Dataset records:
'''

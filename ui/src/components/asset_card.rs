use api::asset::AssetRecord;
use dioxus::prelude::*;

use crate::components::pico::Modal;

/// A clickable summary card for one lending-market asset.
#[component]
pub fn AssetCard(asset: AssetRecord, wallet_connected: bool, on_open: EventHandler<AssetRecord>) -> Element {
    let balance = asset.balance(wallet_connected);
    let opened = asset.clone();

    rsx! {
        article {
            class: "asset-card",
            onclick: move |_| on_open.call(opened.clone()),
            div {
                class: "asset-header",
                div { class: "asset-icon", "{asset.icon}" }
                div {
                    div {
                        class: "asset-name",
                        "{asset.name}"
                        span { class: "asset-symbol", "{asset.symbol}" }
                    }
                    div { class: "asset-price", "{asset.price}" }
                }
            }
            div {
                class: "asset-stats",
                div {
                    class: "stat",
                    div { class: "stat-label", "Supply APY" }
                    div { class: "stat-value", "{asset.supply_apy}" }
                }
                div {
                    class: "stat",
                    div { class: "stat-label", "Your Balance" }
                    div { class: "stat-value", "{balance} {asset.symbol}" }
                }
            }
        }
    }
}

/// Modal with everything known about one asset.
#[component]
pub fn AssetDetails(is_open: Signal<bool>, asset: AssetRecord, wallet_connected: bool) -> Element {
    let balance = asset.balance(wallet_connected);
    let not_available = "N/A".to_string();
    let rows = [
        ("Price", asset.price.clone()),
        ("Supply APY", asset.supply_apy.clone()),
        ("Borrow APY", asset.borrow_apy.clone()),
        ("Your Balance", format!("{balance} {}", asset.symbol)),
        ("Utilization", asset.utilization_rate.clone().unwrap_or(not_available.clone())),
        ("Total Supply", asset.total_supply.clone().unwrap_or(not_available.clone())),
        ("Total Borrow", asset.total_borrow.clone().unwrap_or(not_available.clone())),
        ("Mint", asset.mint_address.clone().unwrap_or(not_available)),
    ];

    rsx! {
        Modal {
            is_open,
            title: format!("{} {}", asset.icon, asset.name),
            table {
                tbody {
                    for (label, value) in rows {
                        tr {
                            th { scope: "row", "{label}" }
                            td { code { "{value}" } }
                        }
                    }
                }
            }
        }
    }
}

'''

* _PROBLEM REQUIREMENTS_
Scan the entries for the word "components". Report each line that has it.

* _WRITTEN SOLUTION_
filename ui/src/components/asset_card.rs
use crate::components::pico::Modal;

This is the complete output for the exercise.